» TASK DESCRIPTION
Exact reproduction required: the lines below from the line with "length as f32).cos())" to the line with "for (t, frame)", both ends included, and no others.

» MATERIALS PROVIDED
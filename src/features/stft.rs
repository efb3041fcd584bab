use ndarray::Array2;
use rustfft::{num_complex::Complex, FftPlanner};

use crate::audio::centered_frames;

/// Periodic Hann window.
pub fn hann_window(length: usize) -> Vec<f32> {
    (0..length)
        .map(|i| 0.5 - 0.5 * (2.0 * std::f32::consts::PI * i as f32 / length as f32).cos())
        .collect()
}

/// Magnitude spectrogram of shape `[n_fft / 2 + 1, n_frames]`.
///
/// Frames are centred and zero padded, one every `hop_length` samples.
pub fn magnitude_spectrogram(samples: &[f32], n_fft: usize, hop_length: usize) -> Array2<f32> {
    let n_bins = n_fft / 2 + 1;
    let window = hann_window(n_fft);

    let mut planner = FftPlanner::<f32>::new();
    let fft = planner.plan_fft_forward(n_fft);

    let frames: Vec<Vec<f32>> = centered_frames(samples, n_fft, hop_length).collect();
    let mut spec = Array2::<f32>::zeros((n_bins, frames.len()));

    let mut buffer = vec![Complex::new(0.0f32, 0.0); n_fft];
    for (t, frame) in frames.iter().enumerate() {
        for (slot, (&x, &w)) in buffer.iter_mut().zip(frame.iter().zip(window.iter())) {
            *slot = Complex::new(x * w, 0.0);
        }
        fft.process(&mut buffer);
        for k in 0..n_bins {
            spec[[k, t]] = buffer[k].norm();
        }
    }

    spec
}

/// Centre frequency in Hz of each STFT bin.
pub fn fft_frequencies(sample_rate: u32, n_fft: usize) -> Vec<f32> {
    (0..=n_fft / 2)
        .map(|k| k as f32 * sample_rate as f32 / n_fft as f32)
        .collect()
}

» RESPONSE TO THE EXERCISE
        .map(|i| 0.5 - 0.5 * (2.0 * std::f32::consts::PI * i as f32 / length as f32).cos())
        .collect()
}

/// Magnitude spectrogram of shape `[n_fft / 2 + 1, n_frames]`.
///
/// Frames are centred and zero padded, one every `hop_length` samples.
pub fn magnitude_spectrogram(samples: &[f32], n_fft: usize, hop_length: usize) -> Array2<f32> {
    let n_bins = n_fft / 2 + 1;
    let window = hann_window(n_fft);

    let mut planner = FftPlanner::<f32>::new();
    let fft = planner.plan_fft_forward(n_fft);

    let frames: Vec<Vec<f32>> = centered_frames(samples, n_fft, hop_length).collect();
    let mut spec = Array2::<f32>::zeros((n_bins, frames.len()));

    let mut buffer = vec![Complex::new(0.0f32, 0.0); n_fft];
    for (t, frame) in frames.iter().enumerate() {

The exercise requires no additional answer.